**WHAT TO WORK ON:**
Only the lines from the top of the data through the line with "not found |" should be repeated, each exactly as written.

(Dataset entries)
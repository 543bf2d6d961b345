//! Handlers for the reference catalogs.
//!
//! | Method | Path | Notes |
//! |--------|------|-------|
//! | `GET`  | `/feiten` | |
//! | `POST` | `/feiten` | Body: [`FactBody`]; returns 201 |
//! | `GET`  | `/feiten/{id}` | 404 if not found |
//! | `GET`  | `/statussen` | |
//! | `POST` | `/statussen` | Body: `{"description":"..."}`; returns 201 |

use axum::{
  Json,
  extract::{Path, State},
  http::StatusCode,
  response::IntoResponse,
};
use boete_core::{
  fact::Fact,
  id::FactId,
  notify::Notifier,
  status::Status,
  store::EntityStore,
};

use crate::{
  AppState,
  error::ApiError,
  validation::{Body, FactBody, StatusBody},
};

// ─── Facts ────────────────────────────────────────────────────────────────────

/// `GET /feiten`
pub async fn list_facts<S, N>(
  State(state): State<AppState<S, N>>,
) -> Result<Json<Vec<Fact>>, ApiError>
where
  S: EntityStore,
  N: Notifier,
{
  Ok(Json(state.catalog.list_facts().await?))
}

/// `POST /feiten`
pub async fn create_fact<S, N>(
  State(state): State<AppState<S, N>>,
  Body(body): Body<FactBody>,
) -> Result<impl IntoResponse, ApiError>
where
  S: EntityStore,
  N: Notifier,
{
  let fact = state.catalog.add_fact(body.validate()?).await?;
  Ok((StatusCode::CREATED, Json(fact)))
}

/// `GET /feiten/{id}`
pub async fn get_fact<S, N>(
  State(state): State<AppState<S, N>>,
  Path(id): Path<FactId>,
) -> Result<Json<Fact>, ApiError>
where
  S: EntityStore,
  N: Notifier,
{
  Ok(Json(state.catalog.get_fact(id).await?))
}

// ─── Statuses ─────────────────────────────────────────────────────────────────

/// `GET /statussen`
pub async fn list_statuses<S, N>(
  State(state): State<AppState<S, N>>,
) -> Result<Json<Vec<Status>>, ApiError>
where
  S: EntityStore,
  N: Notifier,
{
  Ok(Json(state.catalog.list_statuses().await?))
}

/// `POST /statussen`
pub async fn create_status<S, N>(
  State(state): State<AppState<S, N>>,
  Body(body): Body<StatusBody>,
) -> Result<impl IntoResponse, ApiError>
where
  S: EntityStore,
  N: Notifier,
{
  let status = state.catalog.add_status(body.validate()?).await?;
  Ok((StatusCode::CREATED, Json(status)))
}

**ANSWER FOR THE TASK:**
repository 543bf2d6d961b345
//! Handlers for the reference catalogs.
//!
//! | Method | Path | Notes |
//! |--------|------|-------|
//! | `GET`  | `/feiten` | |
//! | `POST` | `/feiten` | Body: [`FactBody`]; returns 201 |
//! | `GET`  | `/feiten/{id}` | 404 if not found |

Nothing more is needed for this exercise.